Collected data entries:
========

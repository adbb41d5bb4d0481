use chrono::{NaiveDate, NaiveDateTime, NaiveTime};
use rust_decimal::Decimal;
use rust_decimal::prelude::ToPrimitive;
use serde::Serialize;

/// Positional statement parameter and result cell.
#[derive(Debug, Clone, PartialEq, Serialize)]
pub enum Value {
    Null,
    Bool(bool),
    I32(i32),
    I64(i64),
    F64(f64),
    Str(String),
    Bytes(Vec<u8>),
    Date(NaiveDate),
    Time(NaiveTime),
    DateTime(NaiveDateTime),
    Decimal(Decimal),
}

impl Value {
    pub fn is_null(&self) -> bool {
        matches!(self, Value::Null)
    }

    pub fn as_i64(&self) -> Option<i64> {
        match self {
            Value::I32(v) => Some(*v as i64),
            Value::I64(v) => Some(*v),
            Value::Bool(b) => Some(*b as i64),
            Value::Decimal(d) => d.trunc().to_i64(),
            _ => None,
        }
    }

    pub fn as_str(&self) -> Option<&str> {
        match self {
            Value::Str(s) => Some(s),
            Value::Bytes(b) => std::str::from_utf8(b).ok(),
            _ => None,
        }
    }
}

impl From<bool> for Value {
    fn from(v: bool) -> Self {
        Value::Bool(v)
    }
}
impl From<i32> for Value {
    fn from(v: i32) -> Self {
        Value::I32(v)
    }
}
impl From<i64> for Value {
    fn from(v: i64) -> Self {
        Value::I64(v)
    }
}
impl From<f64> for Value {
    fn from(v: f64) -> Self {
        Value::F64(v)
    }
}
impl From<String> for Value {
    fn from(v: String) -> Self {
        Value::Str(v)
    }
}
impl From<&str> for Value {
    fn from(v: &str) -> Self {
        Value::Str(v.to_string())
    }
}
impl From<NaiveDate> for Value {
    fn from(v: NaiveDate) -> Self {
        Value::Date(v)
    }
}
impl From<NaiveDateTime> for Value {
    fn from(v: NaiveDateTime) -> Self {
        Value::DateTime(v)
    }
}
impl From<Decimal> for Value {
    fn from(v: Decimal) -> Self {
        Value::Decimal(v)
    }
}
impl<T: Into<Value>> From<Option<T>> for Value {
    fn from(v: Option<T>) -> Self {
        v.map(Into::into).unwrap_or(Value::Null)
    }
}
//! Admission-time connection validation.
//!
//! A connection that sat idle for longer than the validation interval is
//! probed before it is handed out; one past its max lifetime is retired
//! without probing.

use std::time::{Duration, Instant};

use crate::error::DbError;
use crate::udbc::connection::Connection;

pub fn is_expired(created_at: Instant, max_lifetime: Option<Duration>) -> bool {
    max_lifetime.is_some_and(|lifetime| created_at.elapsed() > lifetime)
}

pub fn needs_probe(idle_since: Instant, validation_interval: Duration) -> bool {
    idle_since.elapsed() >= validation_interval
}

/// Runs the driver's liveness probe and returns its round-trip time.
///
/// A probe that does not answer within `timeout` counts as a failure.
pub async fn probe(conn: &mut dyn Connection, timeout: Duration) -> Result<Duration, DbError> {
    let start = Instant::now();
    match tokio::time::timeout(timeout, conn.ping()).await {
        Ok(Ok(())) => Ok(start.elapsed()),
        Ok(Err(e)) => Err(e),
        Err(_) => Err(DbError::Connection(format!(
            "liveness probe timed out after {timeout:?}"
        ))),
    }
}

========

→ ASSIGNMENT
Pull out every line of the records above that contains the word "Into".

→ WRITTEN REPLY
impl<T: Into<Value>> From<Option<T>> for Value {
        v.map(Into::into).unwrap_or(Value::Null)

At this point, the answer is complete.